Lo que comenzó como una tendencia de redes sociales se ha convertido en un problema legal de gravedad para las familias de Puerto Madryn
Tras la reciente reforma del Código Penal, al menos cinco instituciones educativas de la ciudad han judicializado casos de amenazas de tiroteos, lo que ha llevado a que adolescentes de 14 años en adelante enfrenten procesos por el delito de intimidación pública.
De reto viral de TikTok a expediente judicial
La aparición de mensajes intimidatorios en los baños escolares, que anunciaban supuestos ataques armados, dejó de ser tratada como una falta de conducta interna. Según explicó la funcionaria fiscal Melina Leiva, la reforma implementada en septiembre cambió las reglas del juego: ahora los menores desde los 14 años tienen responsabilidad penal. Estos actos, inspirados en retos virales, movilizan recursos de seguridad innecesariamente y generan un profundo daño psicológico en la comunidad.

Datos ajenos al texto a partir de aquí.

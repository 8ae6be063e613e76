//! Admin category endpoints

use axum::{
    extract::{Path, Query, State},
    http::StatusCode,
    Json,
};

use crate::{
    error::AppResult,
    models::category::{
        CategoryQuery, CategoryResponse, CreateCategoryRequest, UpdateCategoryRequest,
    },
};

use super::{AuthenticatedStaff, PaginatedResponse, Pagination};

/// List all categories, ordered by name
#[utoipa::path(
    get,
    path = "/admin/categories",
    tag = "categories",
    security(("bearer_auth" = [])),
    params(Pagination),
    responses(
        (status = 200, description = "Paginated categories", body = PaginatedResponse<CategoryResponse>)
    )
)]
pub async fn list_categories(
    State(state): State<crate::AppState>,
    AuthenticatedStaff(claims): AuthenticatedStaff,
    Query(pagination): Query<Pagination>,
) -> AppResult<Json<PaginatedResponse<CategoryResponse>>> {
    claims.require_read_categories()?;

    let (items, total) = state
        .services
        .categories
        .list(pagination.page(), pagination.size())
        .await?;
    Ok(Json(PaginatedResponse {
        items,
        total,
        page: pagination.page(),
        size: pagination.size(),
    }))
}

/// Search categories by name and status
#[utoipa::path(
    get,
    path = "/admin/categories/search",
    tag = "categories",
    security(("bearer_auth" = [])),
    params(CategoryQuery),
    responses(
        (status = 200, description = "Paginated categories", body = PaginatedResponse<CategoryResponse>)
    )
)]
pub async fn search_categories(
    State(state): State<crate::AppState>,
    AuthenticatedStaff(claims): AuthenticatedStaff,
    Query(query): Query<CategoryQuery>,
) -> AppResult<Json<PaginatedResponse<CategoryResponse>>> {
    claims.require_read_categories()?;

    let (items, total) = state.services.categories.search(&query).await?;
    Ok(Json(PaginatedResponse {
        items,
        total,
        page: query.page(),
        size: query.size(),
    }))
}

/// Active categories for dropdown selection
#[utoipa::path(
    get,
    path = "/admin/categories/dropdown",
    tag = "categories",
    security(("bearer_auth" = [])),
    responses(
        (status = 200, description = "Active categories", body = Vec<CategoryResponse>)
    )
)]
pub async fn list_categories_for_dropdown(
    State(state): State<crate::AppState>,
    AuthenticatedStaff(claims): AuthenticatedStaff,
) -> AppResult<Json<Vec<CategoryResponse>>> {
    claims.require_read_categories()?;

    let categories = state.services.categories.list_active().await?;
    Ok(Json(categories))
}

/// Get a category by ID
#[utoipa::path(
    get,
    path = "/admin/categories/{id}",
    tag = "categories",
    security(("bearer_auth" = [])),
    params(("id" = i64, Path, description = "Category ID")),
    responses(
        (status = 200, description = "Category details", body = CategoryResponse),
        (status = 404, description = "Category not found")
    )
)]
pub async fn get_category(
    State(state): State<crate::AppState>,
    AuthenticatedStaff(claims): AuthenticatedStaff,
    Path(id): Path<i64>,
) -> AppResult<Json<CategoryResponse>> {
    claims.require_read_categories()?;

    let category = state.services.categories.get_by_id(id).await?;
    Ok(Json(category))
}

/// Create a new category
#[utoipa::path(
    post,
    path = "/admin/categories",
    tag = "categories",
    security(("bearer_auth" = [])),
    request_body = CreateCategoryRequest,
    responses(
        (status = 201, description = "Category created", body = CategoryResponse),
        (status = 409, description = "Name already exists")
    )
)]
pub async fn create_category(
    State(state): State<crate::AppState>,
    AuthenticatedStaff(claims): AuthenticatedStaff,
    Json(request): Json<CreateCategoryRequest>,
) -> AppResult<(StatusCode, Json<CategoryResponse>)> {
    claims.require_write_categories()?;

    let category = state.services.categories.create(&request).await?;
    Ok((StatusCode::CREATED, Json(category)))
}

/// Update an existing category
#[utoipa::path(
    put,
    path = "/admin/categories/{id}",
    tag = "categories",
    security(("bearer_auth" = [])),
    params(("id" = i64, Path, description = "Category ID")),
    request_body = UpdateCategoryRequest,
    responses(
        (status = 200, description = "Category updated", body = CategoryResponse),
        (status = 404, description = "Category not found"),
        (status = 409, description = "Name already exists")
    )
)]
pub async fn update_category(
    State(state): State<crate::AppState>,
    AuthenticatedStaff(claims): AuthenticatedStaff,
    Path(id): Path<i64>,
    Json(request): Json<UpdateCategoryRequest>,
) -> AppResult<Json<CategoryResponse>> {
    claims.require_write_categories()?;

    let category = state.services.categories.update(id, &request).await?;
    Ok(Json(category))
}

/// Delete a category (only when it has no books)
#[utoipa::path(
    delete,
    path = "/admin/categories/{id}",
    tag = "categories",
    security(("bearer_auth" = [])),
    params(("id" = i64, Path, description = "Category ID")),
    responses(
        (status = 204, description = "Category deleted"),
        (status = 404, description = "Category not found"),
        (status = 409, description = "Category still contains books")
    )
)]
pub async fn delete_category(
    State(state): State<crate::AppState>,
    AuthenticatedStaff(claims): AuthenticatedStaff,
    Path(id): Path<i64>,
) -> AppResult<StatusCode> {
    claims.require_write_categories()?;

    state.services.categories.delete(id).await?;
    Ok(StatusCode::NO_CONTENT)
}

/// Toggle the active flag
#[utoipa::path(
    patch,
    path = "/admin/categories/{id}/toggle-status",
    tag = "categories",
    security(("bearer_auth" = [])),
    params(("id" = i64, Path, description = "Category ID")),
    responses(
        (status = 200, description = "Status toggled"),
        (status = 404, description = "Category not found")
    )
)]
pub async fn toggle_category_status(
    State(state): State<crate::AppState>,
    AuthenticatedStaff(claims): AuthenticatedStaff,
    Path(id): Path<i64>,
) -> AppResult<StatusCode> {
    claims.require_write_categories()?;

    state.services.categories.toggle_status(id).await?;
    Ok(StatusCode::OK)
}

La Justicia ha sido tajante en sus reuniones con directivos y docentes: «Una broma no siempre es una broma». Al encuadrarse bajo figuras penales como la intimidación pública, estos hechos ya no se resuelven solo con un acta escolar, sino que derivan en intervenciones directas del Ministerio Público Fiscal. La tendencia se ha replicado con exactitud en ciudades como Trelew, Rawson y Esquel, encendiendo las alarmas en toda la provincia de Chubut.
El rol familiar y la prevención ante la nueva normativa
Un eje central de la problemática radica en la falta de supervisión sobre el contenido que los jóvenes consumen en dispositivos móviles. La Fiscalía advirtió que la «sensación de impunidad» que ofrece el anonimato digital o un escrito en un baño es falsa. El nuevo régimen de imputabilidad permite que el historial penal de un adolescente comience mucho antes de lo previsto por sus padres, lo que podría condicionar su futuro legal y social.
Las autoridades instan a las familias a dialogar con urgencia sobre las consecuencias reales de participar en estos fenómenos de internet. Mientras las escuelas aplican protocolos técnicos de denuncia inmediata, la Justicia busca desarticular estos retos antes de que las imputaciones a menores sigan creciendo. En el nuevo paradigma de Puerto Madryn, la travesía escolar y el Código Penal han cruzado una línea que ya no tiene retorno.